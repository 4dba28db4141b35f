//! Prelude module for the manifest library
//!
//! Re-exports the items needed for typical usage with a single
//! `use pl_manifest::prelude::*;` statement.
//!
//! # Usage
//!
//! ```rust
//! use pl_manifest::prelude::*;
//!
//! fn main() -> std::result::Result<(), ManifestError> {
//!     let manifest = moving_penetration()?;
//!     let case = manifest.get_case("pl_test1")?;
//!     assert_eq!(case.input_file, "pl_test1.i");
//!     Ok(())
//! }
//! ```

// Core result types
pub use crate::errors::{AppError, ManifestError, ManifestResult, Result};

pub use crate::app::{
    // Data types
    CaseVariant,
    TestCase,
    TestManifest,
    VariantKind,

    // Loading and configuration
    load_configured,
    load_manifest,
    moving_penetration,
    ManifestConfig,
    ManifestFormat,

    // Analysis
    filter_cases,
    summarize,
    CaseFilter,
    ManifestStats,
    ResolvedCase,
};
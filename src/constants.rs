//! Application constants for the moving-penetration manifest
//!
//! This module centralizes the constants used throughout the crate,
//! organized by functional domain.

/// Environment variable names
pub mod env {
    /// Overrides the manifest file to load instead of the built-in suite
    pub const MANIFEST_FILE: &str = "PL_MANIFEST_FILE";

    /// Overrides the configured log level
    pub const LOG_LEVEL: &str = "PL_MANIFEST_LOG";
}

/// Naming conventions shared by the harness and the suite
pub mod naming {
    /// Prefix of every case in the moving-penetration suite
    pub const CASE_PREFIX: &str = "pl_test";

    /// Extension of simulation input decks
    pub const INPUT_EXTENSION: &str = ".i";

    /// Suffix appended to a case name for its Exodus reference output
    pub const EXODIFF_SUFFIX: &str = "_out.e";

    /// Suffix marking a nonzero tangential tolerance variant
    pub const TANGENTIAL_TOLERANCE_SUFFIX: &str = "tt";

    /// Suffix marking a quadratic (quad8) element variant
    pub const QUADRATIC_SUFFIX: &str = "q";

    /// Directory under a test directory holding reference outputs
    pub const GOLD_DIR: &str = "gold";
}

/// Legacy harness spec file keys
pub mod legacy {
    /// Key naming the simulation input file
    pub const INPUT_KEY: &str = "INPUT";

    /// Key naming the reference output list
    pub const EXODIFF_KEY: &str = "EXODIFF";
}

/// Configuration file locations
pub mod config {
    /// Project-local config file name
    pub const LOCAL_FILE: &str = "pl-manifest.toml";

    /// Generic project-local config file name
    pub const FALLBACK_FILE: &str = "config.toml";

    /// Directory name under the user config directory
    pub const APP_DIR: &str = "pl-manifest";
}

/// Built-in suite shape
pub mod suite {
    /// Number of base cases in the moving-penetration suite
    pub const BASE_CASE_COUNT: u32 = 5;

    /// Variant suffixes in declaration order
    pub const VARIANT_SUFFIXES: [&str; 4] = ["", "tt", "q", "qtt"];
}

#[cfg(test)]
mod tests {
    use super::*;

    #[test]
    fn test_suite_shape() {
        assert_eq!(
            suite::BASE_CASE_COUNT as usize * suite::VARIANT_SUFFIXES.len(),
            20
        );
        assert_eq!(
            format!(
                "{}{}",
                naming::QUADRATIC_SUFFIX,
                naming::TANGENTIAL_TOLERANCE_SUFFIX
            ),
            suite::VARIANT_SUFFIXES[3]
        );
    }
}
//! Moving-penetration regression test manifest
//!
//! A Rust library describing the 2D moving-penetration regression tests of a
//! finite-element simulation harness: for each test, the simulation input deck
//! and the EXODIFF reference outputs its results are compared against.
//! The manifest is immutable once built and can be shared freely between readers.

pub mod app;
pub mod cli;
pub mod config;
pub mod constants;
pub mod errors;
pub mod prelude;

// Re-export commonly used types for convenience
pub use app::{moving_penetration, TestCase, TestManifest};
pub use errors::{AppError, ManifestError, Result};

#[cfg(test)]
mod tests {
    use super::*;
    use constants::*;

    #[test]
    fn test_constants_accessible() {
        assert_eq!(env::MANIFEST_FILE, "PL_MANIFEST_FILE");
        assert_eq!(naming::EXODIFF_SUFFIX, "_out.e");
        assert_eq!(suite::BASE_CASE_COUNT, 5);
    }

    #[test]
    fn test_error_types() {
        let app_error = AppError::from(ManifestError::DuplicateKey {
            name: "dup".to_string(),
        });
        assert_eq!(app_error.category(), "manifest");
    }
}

* * *

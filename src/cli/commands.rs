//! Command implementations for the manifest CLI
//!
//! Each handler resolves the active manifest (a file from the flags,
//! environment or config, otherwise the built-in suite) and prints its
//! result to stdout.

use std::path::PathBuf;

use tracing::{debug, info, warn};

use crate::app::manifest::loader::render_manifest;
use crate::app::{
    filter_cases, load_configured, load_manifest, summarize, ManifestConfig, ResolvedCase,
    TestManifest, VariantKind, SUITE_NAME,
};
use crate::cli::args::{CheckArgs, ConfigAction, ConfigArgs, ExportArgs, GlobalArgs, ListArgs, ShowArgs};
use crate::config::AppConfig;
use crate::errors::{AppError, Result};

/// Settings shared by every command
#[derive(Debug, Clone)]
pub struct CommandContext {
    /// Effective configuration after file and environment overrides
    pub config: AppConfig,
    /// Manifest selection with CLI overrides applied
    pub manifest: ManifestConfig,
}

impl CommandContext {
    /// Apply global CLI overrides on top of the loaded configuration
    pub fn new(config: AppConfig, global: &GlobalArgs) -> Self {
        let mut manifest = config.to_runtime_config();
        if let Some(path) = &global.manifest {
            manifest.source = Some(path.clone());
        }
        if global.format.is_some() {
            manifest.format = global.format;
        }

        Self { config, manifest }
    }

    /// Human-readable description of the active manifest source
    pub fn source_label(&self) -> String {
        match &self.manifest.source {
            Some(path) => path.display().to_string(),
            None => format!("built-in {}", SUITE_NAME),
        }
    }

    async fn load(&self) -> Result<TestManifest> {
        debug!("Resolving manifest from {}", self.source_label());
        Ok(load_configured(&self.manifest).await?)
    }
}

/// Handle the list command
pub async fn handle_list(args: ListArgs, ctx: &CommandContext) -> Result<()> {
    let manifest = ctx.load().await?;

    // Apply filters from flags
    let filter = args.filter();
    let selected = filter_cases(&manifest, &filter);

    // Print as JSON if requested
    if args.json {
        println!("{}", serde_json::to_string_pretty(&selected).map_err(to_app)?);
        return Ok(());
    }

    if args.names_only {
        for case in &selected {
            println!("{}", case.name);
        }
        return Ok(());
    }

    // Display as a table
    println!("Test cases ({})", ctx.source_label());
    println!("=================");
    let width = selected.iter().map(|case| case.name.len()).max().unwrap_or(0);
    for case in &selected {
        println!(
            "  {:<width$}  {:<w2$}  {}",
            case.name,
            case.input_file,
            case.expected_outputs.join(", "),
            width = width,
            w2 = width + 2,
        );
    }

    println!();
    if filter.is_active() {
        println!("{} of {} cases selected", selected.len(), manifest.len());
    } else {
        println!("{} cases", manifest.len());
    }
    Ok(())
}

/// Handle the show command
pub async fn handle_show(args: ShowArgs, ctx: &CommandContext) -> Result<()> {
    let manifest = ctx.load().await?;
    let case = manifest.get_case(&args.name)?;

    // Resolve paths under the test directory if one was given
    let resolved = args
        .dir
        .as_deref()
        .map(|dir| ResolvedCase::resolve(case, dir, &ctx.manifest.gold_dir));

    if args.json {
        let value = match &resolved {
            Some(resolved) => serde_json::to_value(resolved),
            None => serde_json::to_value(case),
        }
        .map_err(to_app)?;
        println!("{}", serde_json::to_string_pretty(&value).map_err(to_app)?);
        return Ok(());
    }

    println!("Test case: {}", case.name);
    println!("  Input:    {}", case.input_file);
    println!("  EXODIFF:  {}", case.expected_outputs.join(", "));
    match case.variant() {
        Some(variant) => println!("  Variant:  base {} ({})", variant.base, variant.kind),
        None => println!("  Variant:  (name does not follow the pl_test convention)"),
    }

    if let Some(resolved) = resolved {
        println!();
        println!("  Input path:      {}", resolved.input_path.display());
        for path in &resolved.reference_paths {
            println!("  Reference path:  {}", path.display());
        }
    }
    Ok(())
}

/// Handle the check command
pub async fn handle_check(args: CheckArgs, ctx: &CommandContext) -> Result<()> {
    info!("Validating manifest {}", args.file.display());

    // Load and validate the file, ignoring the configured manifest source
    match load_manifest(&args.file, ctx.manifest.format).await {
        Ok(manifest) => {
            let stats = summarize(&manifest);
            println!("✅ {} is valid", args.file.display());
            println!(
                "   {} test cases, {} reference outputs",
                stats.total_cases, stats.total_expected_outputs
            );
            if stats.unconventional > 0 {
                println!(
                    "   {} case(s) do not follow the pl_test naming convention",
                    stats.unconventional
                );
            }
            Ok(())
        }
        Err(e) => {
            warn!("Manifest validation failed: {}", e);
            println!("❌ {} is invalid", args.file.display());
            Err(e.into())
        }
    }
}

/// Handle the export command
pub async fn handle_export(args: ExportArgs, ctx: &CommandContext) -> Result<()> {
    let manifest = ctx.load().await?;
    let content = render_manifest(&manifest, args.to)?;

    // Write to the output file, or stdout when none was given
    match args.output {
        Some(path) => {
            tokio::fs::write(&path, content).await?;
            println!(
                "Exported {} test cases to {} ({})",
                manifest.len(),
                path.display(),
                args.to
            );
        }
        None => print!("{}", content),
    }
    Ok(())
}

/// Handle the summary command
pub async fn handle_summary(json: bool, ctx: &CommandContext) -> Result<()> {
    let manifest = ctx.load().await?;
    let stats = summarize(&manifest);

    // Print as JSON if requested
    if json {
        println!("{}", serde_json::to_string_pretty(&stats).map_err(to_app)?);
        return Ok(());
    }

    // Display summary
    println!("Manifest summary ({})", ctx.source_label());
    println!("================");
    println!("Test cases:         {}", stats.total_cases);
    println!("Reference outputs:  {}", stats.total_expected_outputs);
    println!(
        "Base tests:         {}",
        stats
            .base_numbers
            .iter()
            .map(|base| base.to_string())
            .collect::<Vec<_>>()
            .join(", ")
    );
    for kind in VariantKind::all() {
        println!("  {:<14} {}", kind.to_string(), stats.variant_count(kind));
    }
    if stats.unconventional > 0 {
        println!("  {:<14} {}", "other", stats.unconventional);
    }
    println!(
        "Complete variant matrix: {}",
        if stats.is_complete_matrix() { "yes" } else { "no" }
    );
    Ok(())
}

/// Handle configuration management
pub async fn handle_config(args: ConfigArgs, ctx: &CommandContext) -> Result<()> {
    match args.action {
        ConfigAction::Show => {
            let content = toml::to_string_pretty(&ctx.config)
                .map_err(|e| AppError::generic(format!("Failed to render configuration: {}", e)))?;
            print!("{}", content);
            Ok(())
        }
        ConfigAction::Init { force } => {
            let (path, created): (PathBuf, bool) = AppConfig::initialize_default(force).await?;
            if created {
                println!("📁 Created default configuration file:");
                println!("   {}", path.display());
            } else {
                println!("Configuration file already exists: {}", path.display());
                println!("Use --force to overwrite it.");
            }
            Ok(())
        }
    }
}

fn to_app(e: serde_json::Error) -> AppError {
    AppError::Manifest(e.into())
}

## Task to complete:
Give the number of lines above in which the word "ExportArgs" occurs, with nothing else.

## Finished task:
2